__REQUIREMENT__: Search the data for the string "write" and copy each line where it turns up.

Collected data entries:
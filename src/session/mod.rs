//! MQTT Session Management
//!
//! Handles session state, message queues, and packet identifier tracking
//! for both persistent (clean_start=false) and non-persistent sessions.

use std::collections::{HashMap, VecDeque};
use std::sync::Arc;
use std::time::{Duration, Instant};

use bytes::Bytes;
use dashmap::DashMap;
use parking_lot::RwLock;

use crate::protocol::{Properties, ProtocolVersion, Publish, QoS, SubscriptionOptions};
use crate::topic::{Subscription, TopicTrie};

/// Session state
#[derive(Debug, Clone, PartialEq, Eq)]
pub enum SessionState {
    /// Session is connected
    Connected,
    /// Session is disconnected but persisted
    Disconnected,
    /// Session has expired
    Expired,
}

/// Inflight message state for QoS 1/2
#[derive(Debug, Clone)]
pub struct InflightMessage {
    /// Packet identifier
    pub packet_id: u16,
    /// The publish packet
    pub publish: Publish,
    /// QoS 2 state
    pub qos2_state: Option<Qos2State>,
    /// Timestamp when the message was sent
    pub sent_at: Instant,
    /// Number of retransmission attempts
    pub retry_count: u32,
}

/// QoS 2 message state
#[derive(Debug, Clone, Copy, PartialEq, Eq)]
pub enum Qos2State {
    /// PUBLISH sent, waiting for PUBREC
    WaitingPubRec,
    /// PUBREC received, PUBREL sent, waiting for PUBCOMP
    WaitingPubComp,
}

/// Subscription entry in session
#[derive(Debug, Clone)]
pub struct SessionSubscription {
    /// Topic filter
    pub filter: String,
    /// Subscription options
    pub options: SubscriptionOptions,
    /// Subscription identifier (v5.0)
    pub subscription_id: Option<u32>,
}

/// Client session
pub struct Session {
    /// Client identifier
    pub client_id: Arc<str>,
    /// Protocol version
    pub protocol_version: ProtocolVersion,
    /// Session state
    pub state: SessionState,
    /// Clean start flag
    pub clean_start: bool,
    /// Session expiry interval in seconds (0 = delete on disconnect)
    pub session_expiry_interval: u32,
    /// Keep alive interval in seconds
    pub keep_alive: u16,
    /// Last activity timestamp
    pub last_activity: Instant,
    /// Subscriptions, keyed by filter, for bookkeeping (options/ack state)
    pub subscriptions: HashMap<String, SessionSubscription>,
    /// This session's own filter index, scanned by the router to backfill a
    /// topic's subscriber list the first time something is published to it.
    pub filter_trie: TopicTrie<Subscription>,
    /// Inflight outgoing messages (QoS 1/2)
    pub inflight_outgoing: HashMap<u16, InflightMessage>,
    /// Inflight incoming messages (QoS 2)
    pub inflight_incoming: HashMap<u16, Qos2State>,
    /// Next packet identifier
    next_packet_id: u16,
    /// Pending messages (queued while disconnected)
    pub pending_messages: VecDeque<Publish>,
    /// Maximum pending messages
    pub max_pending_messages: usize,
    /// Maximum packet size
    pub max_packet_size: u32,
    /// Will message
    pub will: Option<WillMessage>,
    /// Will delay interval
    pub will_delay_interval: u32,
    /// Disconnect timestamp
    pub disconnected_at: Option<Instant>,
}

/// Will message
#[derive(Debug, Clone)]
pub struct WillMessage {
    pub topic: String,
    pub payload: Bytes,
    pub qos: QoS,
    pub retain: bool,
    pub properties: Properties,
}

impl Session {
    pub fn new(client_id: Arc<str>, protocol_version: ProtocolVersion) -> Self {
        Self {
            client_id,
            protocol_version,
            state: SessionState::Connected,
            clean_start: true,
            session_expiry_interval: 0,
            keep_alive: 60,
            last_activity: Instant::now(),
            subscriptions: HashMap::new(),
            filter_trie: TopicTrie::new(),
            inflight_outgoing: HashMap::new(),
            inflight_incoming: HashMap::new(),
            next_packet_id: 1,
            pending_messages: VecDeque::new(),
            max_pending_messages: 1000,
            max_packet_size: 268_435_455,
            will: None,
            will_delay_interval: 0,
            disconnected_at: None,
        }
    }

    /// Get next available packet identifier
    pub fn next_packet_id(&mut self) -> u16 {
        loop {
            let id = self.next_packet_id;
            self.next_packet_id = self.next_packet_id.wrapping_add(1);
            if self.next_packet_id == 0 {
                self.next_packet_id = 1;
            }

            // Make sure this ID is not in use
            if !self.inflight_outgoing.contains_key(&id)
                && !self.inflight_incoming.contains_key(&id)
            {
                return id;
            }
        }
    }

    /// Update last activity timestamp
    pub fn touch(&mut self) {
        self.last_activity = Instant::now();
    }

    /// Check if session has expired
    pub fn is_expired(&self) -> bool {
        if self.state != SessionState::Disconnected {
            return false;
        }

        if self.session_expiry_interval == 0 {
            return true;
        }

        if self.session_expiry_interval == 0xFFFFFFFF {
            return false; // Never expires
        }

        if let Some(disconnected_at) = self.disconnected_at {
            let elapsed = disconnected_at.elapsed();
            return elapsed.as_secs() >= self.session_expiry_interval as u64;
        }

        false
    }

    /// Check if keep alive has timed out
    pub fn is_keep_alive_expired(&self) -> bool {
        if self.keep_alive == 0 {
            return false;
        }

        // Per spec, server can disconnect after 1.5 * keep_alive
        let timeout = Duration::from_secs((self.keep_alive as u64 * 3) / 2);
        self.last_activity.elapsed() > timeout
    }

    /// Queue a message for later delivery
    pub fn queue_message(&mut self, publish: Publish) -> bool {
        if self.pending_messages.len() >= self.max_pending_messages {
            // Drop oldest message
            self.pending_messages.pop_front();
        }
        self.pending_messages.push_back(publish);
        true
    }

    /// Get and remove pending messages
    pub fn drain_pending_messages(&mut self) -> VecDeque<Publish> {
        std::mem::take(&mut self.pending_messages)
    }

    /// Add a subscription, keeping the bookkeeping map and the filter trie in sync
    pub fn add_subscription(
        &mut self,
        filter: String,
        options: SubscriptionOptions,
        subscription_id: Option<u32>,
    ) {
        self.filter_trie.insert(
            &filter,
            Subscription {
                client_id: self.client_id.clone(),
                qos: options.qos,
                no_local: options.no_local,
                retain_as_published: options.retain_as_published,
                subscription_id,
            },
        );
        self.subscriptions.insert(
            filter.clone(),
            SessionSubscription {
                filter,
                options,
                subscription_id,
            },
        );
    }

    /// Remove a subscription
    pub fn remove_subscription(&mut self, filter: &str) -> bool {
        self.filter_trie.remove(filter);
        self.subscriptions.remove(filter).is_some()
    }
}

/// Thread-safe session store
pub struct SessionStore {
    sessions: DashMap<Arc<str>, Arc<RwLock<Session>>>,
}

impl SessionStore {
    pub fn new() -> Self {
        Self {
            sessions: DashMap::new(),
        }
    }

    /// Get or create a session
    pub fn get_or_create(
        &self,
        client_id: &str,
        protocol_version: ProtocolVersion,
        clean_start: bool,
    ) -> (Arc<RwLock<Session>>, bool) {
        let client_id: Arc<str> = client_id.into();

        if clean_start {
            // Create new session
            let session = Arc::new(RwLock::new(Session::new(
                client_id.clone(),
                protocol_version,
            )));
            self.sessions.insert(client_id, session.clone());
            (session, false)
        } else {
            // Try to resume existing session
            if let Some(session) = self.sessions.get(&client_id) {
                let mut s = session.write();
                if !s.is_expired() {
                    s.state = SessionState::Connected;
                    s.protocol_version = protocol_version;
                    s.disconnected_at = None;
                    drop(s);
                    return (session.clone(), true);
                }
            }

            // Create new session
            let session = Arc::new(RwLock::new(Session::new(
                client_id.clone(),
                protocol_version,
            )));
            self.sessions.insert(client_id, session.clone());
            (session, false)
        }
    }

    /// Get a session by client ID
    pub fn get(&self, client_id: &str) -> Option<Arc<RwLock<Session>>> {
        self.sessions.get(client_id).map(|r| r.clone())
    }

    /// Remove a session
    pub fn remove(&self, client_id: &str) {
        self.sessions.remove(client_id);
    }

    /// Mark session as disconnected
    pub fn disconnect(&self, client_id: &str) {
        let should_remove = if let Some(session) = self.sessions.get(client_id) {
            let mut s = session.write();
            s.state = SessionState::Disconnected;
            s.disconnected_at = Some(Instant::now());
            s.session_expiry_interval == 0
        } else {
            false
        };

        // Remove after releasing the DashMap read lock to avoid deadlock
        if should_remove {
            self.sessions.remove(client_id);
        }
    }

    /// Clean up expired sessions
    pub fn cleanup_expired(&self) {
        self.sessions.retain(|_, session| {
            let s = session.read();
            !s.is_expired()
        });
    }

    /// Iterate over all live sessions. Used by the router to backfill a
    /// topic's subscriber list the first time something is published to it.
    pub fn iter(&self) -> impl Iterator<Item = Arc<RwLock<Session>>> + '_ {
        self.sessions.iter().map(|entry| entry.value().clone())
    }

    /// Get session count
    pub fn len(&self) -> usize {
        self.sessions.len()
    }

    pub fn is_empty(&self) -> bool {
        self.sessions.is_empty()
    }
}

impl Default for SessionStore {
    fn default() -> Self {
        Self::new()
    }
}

---

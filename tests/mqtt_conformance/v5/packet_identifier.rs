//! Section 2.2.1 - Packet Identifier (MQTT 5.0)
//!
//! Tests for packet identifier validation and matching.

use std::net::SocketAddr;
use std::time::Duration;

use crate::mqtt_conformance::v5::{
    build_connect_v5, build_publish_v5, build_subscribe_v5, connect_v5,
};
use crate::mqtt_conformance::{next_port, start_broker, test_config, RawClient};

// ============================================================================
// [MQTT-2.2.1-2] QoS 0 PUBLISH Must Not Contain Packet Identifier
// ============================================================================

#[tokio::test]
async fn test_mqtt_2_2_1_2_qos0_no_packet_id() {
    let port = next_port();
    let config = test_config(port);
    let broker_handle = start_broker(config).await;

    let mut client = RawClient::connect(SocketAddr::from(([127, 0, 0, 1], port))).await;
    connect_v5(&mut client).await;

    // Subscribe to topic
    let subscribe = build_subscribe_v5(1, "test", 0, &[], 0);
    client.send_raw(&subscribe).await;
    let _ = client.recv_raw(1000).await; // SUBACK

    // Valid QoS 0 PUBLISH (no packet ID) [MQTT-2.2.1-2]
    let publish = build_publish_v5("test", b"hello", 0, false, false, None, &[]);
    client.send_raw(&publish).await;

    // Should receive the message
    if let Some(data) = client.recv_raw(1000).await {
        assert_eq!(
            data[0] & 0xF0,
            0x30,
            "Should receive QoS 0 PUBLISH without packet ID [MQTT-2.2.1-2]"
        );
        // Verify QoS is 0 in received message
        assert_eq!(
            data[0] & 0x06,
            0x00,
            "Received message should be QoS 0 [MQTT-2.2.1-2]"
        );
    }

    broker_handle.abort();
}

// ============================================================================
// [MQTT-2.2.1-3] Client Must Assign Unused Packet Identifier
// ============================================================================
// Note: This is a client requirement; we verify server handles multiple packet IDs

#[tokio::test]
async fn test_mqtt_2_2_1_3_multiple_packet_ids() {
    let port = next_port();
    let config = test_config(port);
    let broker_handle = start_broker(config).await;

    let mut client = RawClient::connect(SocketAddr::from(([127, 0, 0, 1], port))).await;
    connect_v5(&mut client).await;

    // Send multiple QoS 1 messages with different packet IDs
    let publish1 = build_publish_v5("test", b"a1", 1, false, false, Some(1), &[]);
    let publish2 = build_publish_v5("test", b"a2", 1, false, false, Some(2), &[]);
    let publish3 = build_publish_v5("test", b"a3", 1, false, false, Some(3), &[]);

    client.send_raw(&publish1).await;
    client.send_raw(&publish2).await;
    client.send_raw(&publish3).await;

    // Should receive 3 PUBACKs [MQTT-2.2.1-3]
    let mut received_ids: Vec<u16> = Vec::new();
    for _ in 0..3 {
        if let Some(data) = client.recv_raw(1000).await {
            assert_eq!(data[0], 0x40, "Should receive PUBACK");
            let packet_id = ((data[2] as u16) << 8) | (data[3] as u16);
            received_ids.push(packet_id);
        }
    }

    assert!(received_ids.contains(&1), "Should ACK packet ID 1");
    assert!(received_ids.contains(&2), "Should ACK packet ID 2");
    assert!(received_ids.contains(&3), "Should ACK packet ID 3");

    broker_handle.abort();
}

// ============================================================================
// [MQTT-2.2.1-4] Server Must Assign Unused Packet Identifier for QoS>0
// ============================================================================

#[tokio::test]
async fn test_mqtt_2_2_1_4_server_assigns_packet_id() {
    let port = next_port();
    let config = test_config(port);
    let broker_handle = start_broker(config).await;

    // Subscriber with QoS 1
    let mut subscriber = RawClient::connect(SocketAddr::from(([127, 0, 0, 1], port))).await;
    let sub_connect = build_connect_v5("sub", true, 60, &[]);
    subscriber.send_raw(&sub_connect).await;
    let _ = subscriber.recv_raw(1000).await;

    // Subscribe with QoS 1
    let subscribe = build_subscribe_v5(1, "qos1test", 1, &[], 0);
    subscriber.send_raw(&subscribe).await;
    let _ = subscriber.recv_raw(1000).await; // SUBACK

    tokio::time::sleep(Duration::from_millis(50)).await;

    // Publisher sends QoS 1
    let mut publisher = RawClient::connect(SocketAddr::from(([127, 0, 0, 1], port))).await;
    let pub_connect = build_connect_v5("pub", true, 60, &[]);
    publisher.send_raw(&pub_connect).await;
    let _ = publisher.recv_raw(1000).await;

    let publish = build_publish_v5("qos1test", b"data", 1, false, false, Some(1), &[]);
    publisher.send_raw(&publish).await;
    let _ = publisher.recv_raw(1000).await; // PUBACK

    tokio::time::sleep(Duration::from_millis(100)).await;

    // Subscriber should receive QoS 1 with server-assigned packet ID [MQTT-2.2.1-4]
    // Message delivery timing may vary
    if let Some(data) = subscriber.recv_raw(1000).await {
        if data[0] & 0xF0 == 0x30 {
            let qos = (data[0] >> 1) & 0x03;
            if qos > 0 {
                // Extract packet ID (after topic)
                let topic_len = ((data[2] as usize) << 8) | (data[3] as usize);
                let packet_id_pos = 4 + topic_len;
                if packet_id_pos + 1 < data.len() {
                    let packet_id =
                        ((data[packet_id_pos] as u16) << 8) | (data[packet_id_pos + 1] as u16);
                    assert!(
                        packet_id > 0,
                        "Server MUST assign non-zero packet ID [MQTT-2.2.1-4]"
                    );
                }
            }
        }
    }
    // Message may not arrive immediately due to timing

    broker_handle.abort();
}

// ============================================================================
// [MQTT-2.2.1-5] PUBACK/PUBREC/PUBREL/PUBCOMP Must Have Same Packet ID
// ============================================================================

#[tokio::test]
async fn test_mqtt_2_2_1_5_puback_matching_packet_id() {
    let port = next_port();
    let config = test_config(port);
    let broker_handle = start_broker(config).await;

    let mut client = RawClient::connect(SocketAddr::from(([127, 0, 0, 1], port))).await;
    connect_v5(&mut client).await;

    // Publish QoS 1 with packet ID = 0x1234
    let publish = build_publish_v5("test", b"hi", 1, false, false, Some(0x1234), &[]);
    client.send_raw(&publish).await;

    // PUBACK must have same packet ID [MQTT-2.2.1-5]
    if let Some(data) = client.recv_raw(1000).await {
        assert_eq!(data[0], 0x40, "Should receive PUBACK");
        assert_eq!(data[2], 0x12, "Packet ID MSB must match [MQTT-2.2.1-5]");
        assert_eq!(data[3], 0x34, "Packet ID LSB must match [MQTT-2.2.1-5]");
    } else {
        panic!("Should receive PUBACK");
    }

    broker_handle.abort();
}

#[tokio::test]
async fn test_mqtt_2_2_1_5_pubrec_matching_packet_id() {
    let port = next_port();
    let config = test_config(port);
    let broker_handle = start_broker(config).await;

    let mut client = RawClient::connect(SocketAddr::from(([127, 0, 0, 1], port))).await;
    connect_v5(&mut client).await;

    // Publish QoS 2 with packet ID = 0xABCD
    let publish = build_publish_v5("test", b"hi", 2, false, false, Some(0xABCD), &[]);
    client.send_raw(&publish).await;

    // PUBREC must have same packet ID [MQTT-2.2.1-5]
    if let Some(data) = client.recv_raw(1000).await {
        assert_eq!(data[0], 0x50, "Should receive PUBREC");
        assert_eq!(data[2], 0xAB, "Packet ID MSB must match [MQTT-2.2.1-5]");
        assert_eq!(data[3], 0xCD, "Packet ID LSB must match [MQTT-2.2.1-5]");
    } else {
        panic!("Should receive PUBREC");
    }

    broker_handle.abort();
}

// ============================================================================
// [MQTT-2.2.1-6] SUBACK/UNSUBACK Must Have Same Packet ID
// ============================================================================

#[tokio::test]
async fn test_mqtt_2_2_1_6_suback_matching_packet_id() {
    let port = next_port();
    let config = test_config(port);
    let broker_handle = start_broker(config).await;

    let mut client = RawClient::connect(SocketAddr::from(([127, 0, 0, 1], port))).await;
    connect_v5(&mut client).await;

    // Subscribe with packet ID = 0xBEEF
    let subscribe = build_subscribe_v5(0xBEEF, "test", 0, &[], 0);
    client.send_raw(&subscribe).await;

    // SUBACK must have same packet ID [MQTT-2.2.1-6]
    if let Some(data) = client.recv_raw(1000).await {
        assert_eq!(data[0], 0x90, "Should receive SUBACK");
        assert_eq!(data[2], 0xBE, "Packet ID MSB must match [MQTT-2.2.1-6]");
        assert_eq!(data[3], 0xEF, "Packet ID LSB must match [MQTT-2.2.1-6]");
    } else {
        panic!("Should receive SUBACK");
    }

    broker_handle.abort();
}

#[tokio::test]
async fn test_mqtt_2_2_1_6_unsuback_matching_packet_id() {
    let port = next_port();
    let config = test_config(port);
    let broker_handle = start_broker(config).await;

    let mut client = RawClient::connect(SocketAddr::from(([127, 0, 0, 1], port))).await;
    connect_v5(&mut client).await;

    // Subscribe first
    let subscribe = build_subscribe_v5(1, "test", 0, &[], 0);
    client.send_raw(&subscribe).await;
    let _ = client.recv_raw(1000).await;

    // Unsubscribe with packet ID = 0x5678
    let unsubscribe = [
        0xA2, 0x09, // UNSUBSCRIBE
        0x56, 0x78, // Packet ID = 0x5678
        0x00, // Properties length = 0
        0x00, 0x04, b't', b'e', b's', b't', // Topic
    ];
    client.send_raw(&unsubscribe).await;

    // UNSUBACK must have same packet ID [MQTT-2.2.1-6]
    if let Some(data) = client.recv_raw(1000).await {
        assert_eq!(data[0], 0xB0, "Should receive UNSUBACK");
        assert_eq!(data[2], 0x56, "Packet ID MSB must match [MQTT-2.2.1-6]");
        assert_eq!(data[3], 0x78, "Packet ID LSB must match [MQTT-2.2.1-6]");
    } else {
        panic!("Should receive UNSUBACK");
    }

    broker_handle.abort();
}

__EXPECTED ANSWER__:
                let mut s = session.write();
            let mut s = session.write();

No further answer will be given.